__Stored data__
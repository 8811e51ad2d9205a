#![allow(dead_code)]

use flate2::write::ZlibEncoder;
use flate2::Compression;
use minemap::MapperConfig;
use minemap_storage::position::{int_to_hex3, int_to_hex4, pack_position};
use rusqlite::{params, Connection};
use std::fs;
use std::io::Write;
use std::path::{Path, PathBuf};
use std::sync::atomic::{AtomicUsize, Ordering};

pub const AIR: u16 = 126;
pub const WATER: u16 = 2;
pub const STONE: u16 = 0x800;
pub const SAND: u16 = 0x809;

pub const STONE_RGB: [u8; 3] = [100, 120, 140];
pub const SAND_RGB: [u8; 3] = [220, 200, 150];
pub const WATER_RGB: [u8; 3] = [0, 0, 255];

static NEXT_ID: AtomicUsize = AtomicUsize::new(0);

/// A world directory with a palette, removed on drop.
pub struct TestWorld {
    root: PathBuf,
}

impl TestWorld {
    pub fn new(label: &str) -> Self {
        let id = NEXT_ID.fetch_add(1, Ordering::Relaxed);
        let root = std::env::temp_dir().join(format!(
            "minemap-it-{}-{}-{}",
            label,
            std::process::id(),
            id
        ));
        let _ = fs::remove_dir_all(&root);
        fs::create_dir_all(root.join("world")).unwrap();
        fs::write(
            root.join("colors.txt"),
            format!(
                "# test palette\n2 {} {} {}\n800 {} {} {}\n809 {} {} {}\n",
                WATER_RGB[0],
                WATER_RGB[1],
                WATER_RGB[2],
                STONE_RGB[0],
                STONE_RGB[1],
                STONE_RGB[2],
                SAND_RGB[0],
                SAND_RGB[1],
                SAND_RGB[2]
            ),
        )
        .unwrap();
        Self { root }
    }

    pub fn world(&self) -> PathBuf {
        self.root.join("world")
    }

    pub fn output(&self, name: &str) -> PathBuf {
        self.root.join(name)
    }

    pub fn config(&self, output: &str) -> MapperConfig {
        MapperConfig {
            input: self.world(),
            output: self.output(output),
            colors: Some(self.root.join("colors.txt")),
            workers: 2,
            ..MapperConfig::default()
        }
    }

    fn write(&self, relative: &Path, data: &[u8]) {
        let target = self.world().join(relative);
        fs::create_dir_all(target.parent().unwrap()).unwrap();
        fs::write(target, data).unwrap();
    }

    /// Stores a block in the `sectors2/xxx/zzz/yyyy` layout.
    pub fn write_sectors2(&self, x: i16, y: i16, z: i16, blob: &[u8]) {
        let relative = Path::new("sectors2")
            .join(int_to_hex3(x))
            .join(int_to_hex3(z))
            .join(int_to_hex4(y));
        self.write(&relative, blob);
    }

    /// Stores a block in the `sectors/xxxxzzzz/yyyy` layout.
    pub fn write_legacy(&self, x: i16, y: i16, z: i16, blob: &[u8]) {
        let relative = Path::new("sectors")
            .join(format!("{}{}", int_to_hex4(x), int_to_hex4(z)))
            .join(int_to_hex4(y));
        self.write(&relative, blob);
    }

    /// Stores blocks in `map.sqlite`, creating the table on first use.
    pub fn write_sqlite(&self, blocks: &[((i16, i16, i16), Vec<u8>)]) {
        let conn = Connection::open(self.world().join("map.sqlite")).unwrap();
        conn.execute(
            "CREATE TABLE IF NOT EXISTS `blocks` (`pos` INT NOT NULL PRIMARY KEY, `data` BLOB)",
            [],
        )
        .unwrap();
        for ((x, y, z), data) in blocks {
            conn.execute(
                "INSERT INTO `blocks` (`pos`, `data`) VALUES (?1, ?2)",
                params![pack_position(*x, *y, *z), data],
            )
            .unwrap();
        }
    }

    pub fn write_player(&self, file: &str, text: &str) {
        self.write(&Path::new("players").join(file), text.as_bytes());
    }
}

impl Drop for TestWorld {
    fn drop(&mut self) {
        let _ = fs::remove_dir_all(&self.root);
    }
}

fn compress(payload: &[u8]) -> Vec<u8> {
    let mut encoder = ZlibEncoder::new(Vec::new(), Compression::default());
    encoder.write_all(payload).unwrap();
    encoder.finish().unwrap()
}

/// A version 20 block lit by daylight, with content chosen per local node.
pub fn block_v20(content: impl Fn(usize, usize, usize) -> u16) -> Vec<u8> {
    let mut payload = vec![0u8; 0x3000];
    for z in 0..16 {
        for y in 0..16 {
            for x in 0..16 {
                let i = x + 16 * y + 256 * z;
                let c = content(x, y, z);
                if c < 0x80 {
                    payload[i] = c as u8;
                } else {
                    payload[i] = (c >> 4) as u8;
                    payload[i + 0x2000] = ((c & 0x0f) << 4) as u8;
                }
            }
        }
    }
    let mut blob = vec![20, 0x02];
    blob.extend(compress(&payload));
    blob
}

/// A version 17 block lit by daylight, holding raw pre-20 content bytes.
pub fn block_v17(content: impl Fn(usize, usize, usize) -> u8) -> Vec<u8> {
    let mut payload = vec![0u8; 4096];
    for z in 0..16 {
        for y in 0..16 {
            for x in 0..16 {
                payload[x + 16 * y + 256 * z] = content(x, y, z);
            }
        }
    }
    let mut blob = vec![17, 0x02];
    blob.extend(compress(&payload));
    blob
}

/// Solid `content` from the block floor up to local `top`, air above.
pub fn ground(content: u16, top: usize) -> impl Fn(usize, usize, usize) -> u16 {
    move |_, y, _| if y <= top { content } else { AIR }
}

pub fn read_png(path: &Path) -> image::RgbImage {
    image::open(path).unwrap().to_rgb8()
}

/// Pixel of world node (x, z) on a map whose lowest sector coordinates are `min`.
pub fn pixel_at(image: &image::RgbImage, x: i32, z: i32, min: (i32, i32), border: u32) -> [u8; 3] {
    let h = image.height() - border;
    let px = (x - min.0 * 16) as u32 + border;
    let py = h - 1 - (z - min.1 * 16) as u32 + border;
    image.get_pixel(px, py).0
}
use crate::severity::LogSeverity;
use crate::systime::now;
use once_cell::sync::Lazy;
use std::sync::atomic::{AtomicU8, Ordering};

// Messages below this severity are dropped
static MIN_SEVERITY: Lazy<AtomicU8> = Lazy::new(|| AtomicU8::new(LogSeverity::Info as u8));

pub fn set_min_severity(severity: LogSeverity) {
    MIN_SEVERITY.store(severity as u8, Ordering::Relaxed);
}

pub fn enabled(severity: LogSeverity) -> bool {
    severity >= LogSeverity::from_u8(MIN_SEVERITY.load(Ordering::Relaxed))
}

pub fn log(msg: String, log_severity: LogSeverity) {
    if !enabled(log_severity) {
        return;
    }
    match log_severity {
        LogSeverity::Error | LogSeverity::Fatal => {
            eprintln!("[{}] {} {}", log_severity, now(), msg)
        }
        _ => println!("[{}] {} {}", log_severity, now(), msg),
    }
}
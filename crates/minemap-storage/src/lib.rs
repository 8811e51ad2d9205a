pub mod backend;
pub mod dirs;
pub mod enumerator;
pub mod legacy;
pub mod position;
pub mod sectors2;
pub mod sqlite;
pub mod world;

#[cfg(test)]
pub(crate) mod testutil;

pub use backend::StorageBackend;
pub use enumerator::enumerate_sectors;
pub use legacy::LegacySectorBackend;
pub use sectors2::SectorDirBackend;
pub use sqlite::SqliteBackend;
pub use world::{SectorSlots, WorldStorage};
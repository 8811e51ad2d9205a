pub mod content;
pub mod error;
pub mod types;

pub use error::MapperError;
pub use types::{Result, Rgb, SectorBox, SectorCoord, SlotCoord};
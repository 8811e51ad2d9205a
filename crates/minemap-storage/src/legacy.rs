use crate::backend::StorageBackend;
use crate::dirs::{read_block_file, read_dir_names, read_slot_names};
use crate::position::{hex4_to_int, int_to_hex4};
use bytes::Bytes;
use minemap_common::{Result, SectorCoord, SlotCoord};
use std::path::{Path, PathBuf};

/// The oldest directory layout: `sectors/xxxxzzzz/yyyy`.
pub struct LegacySectorBackend {
    root: PathBuf,
}

impl LegacySectorBackend {
    /// Opens `<world>/sectors` if it exists.
    pub fn open(world: &Path) -> Option<Self> {
        let root = world.join("sectors");
        root.is_dir().then_some(Self { root })
    }

    fn sector_dir(&self, sector: SectorCoord) -> PathBuf {
        self.root
            .join(format!("{}{}", int_to_hex4(sector.x), int_to_hex4(sector.z)))
    }
}

fn parse_sector_name(name: &str) -> Option<SectorCoord> {
    if name.len() != 8 || !name.is_ascii() {
        return None;
    }
    let x = hex4_to_int(&name[..4])?;
    let z = hex4_to_int(&name[4..])?;
    Some(SectorCoord::new(x, z))
}

impl StorageBackend for LegacySectorBackend {
    fn name(&self) -> &'static str {
        "sectors"
    }

    fn list_sectors(&self) -> Result<Vec<SectorCoord>> {
        let names = read_dir_names(&self.root)?.unwrap_or_default();
        Ok(names.iter().filter_map(|name| parse_sector_name(name)).collect())
    }

    fn list_slots(&self, sector: SectorCoord) -> Result<Vec<i16>> {
        read_slot_names(&self.sector_dir(sector))
    }

    fn fetch(&self, slot: SlotCoord) -> Result<Option<Bytes>> {
        read_block_file(&self.sector_dir(slot.sector).join(int_to_hex4(slot.y)))
    }
}
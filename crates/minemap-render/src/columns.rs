use minemap_common::content::ContentId;
use std::collections::HashMap;

/// Topmost visible node of one world column.
#[derive(Debug, Clone, Copy, PartialEq, Eq)]
pub struct ColumnRecord {
    pub height: i32,
    pub content: ContentId,
    /// Water nodes passed above (and including) this node.
    pub water_depth: u32,
    pub day_night_differs: bool,
}

/// Column records of the whole map, keyed by world (x, z).
#[derive(Debug, Default)]
pub struct WorldColumns {
    columns: HashMap<(i32, i32), ColumnRecord>,
}

impl WorldColumns {
    pub fn new() -> Self {
        Self::default()
    }

    /// Adds the records of one sector. Sectors never overlap, so every key is
    /// written at most once per run.
    pub fn merge(&mut self, records: Vec<((i32, i32), ColumnRecord)>) {
        self.columns.reserve(records.len());
        for (key, record) in records {
            let previous = self.columns.insert(key, record);
            debug_assert!(previous.is_none(), "column {:?} written twice", key);
        }
    }

    pub fn get(&self, x: i32, z: i32) -> Option<&ColumnRecord> {
        self.columns.get(&(x, z))
    }

    pub fn len(&self) -> usize {
        self.columns.len()
    }

    pub fn is_empty(&self) -> bool {
        self.columns.is_empty()
    }

    /// Keys in (x, z) order, so drawing is independent of merge order.
    pub fn sorted_keys(&self) -> Vec<(i32, i32)> {
        let mut keys: Vec<_> = self.columns.keys().copied().collect();
        keys.sort_unstable();
        keys
    }
}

__Task instructions__
A single number is the expected reply: the number of lines in the listing that contain the string "SectorCoord".

__Result for this task__
7